Lena möchte ihrem Ferienfreund Tim ein selbstgebasteltes Album schicken. Sie haben sich letztes Jahr auf Mallorca im Urlaub kennen gelernt und nun möchte sie ihn mit einem Erinnerungsalbum überraschen. Nachdem Lena das Album  fertig gestellt hat, muss es sorgfältig verpackt werden. Das Porto darf natürlich auch nicht fehlen und schließlich geht es in die Postfiliale, von wo das Paket einen weiten und sehr spannenden Weg antritt.
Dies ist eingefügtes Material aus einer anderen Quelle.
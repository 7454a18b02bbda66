use futures::future::join_all;
use reqwest::Client;
use std::sync::Arc;
use std::time::Duration;
use tracing::info;

use crate::config::SourcesConfig;
use crate::models::{Job, SourceEntry};
use crate::sources::{JobSource, SourceHandlerFactory};

pub mod pipeline;
pub mod scheduler;
pub mod state_manager;

pub use pipeline::JobPipeline;
pub use scheduler::{create_trigger_channel, SchedulerService, ScrapeTriggerSender};
pub use state_manager::{ScrapeState, ScrapeStateManager};

/// Runs every configured source parser and gathers their jobs.
pub struct IngestorService {
    client: Client,
    sources: Vec<Arc<dyn JobSource>>,
}

impl IngestorService {
    pub fn new(client: Client, sources: Vec<Arc<dyn JobSource>>) -> Self {
        Self { client, sources }
    }

    /// Build parsers for the configured origins; unknown origins are skipped.
    pub fn from_entries(client: Client, entries: &[SourceEntry]) -> Self {
        let sources = SourceHandlerFactory::create_all(entries);
        info!(
            "Configured {} of {} origins",
            sources.len(),
            entries.len()
        );
        Self::new(client, sources)
    }

    /// Shared client used for every document fetch.
    pub fn build_client(config: &SourcesConfig) -> reqwest::Result<Client> {
        Client::builder()
            .timeout(Duration::from_secs(config.fetch_timeout_secs))
            .user_agent(config.user_agent.clone())
            .build()
    }

    pub fn source_count(&self) -> usize {
        self.sources.len()
    }

    /// Fetch and parse every origin concurrently. Each origin degrades to no
    /// jobs on its own failure; results are concatenated in source order.
    pub async fn collect_jobs(&self) -> Vec<Job> {
        let fetches = self
            .sources
            .iter()
            .map(|source| source.parse_jobs(&self.client));

        let jobs: Vec<Job> = join_all(fetches).await.into_iter().flatten().collect();
        info!(
            "Collected {} jobs from {} sources",
            jobs.len(),
            self.sources.len()
        );
        jobs
    }
}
Die Sachgeschichte rund um die  Reise eines Pakets ist in den Kontext der beiden Kinder Lena und Tim eingebunden. Im Fokus des Geschehens steht vordergründig die Postsendung. Schritt für Schritt werden den Kindern die einzelnen Stationen einer Paketsendung erklärt. Es wird auf die Bedeutung einer guten Verpackung von Paketsendungen eingegangen, genauso wie auf die Möglichkeit personalisierte Briefmarken zu gestalten. Auch die Packstation wird kindgerecht und verständlich eingeführt. Der Weg von der Postfiliale in das Paketzentrum ist dank der sehr gelungenen Illustration sehr anschaulich dargestellt.

Das Buch ist aktuell, sei es die Einbindung des Scannlesergeräts, der Packstation oder des kleinen Computers zum Unterschreiben beim Empfang einer Sendung. Es wird auch stets die Bedeutung der jeweiligen Schritte und Vorrichtungen erklärt.

Die Seiten sind sehr stabil und beinhalten viele bunte Klappen, die z.B. verdeutlichen, was getan werden muss, wenn das Scannlesergerät die Anschrift nicht lesen kann, weil es womöglich unleserlich aufgeschrieben wurde. Leider haben viele kleine Klappen beim erstmaligen Öffnen die Seiten eingerissen. Die Stanzung scheint nicht ideal gearbeitet zu haben.

Insgesamt ist das Buch sehr informativ und durch die Einbettung in eine Geschichte auch nicht allzu trocken geschrieben. So machen Sachbücher Spaß!

Spannend, kleinschrittig und sehr informativ.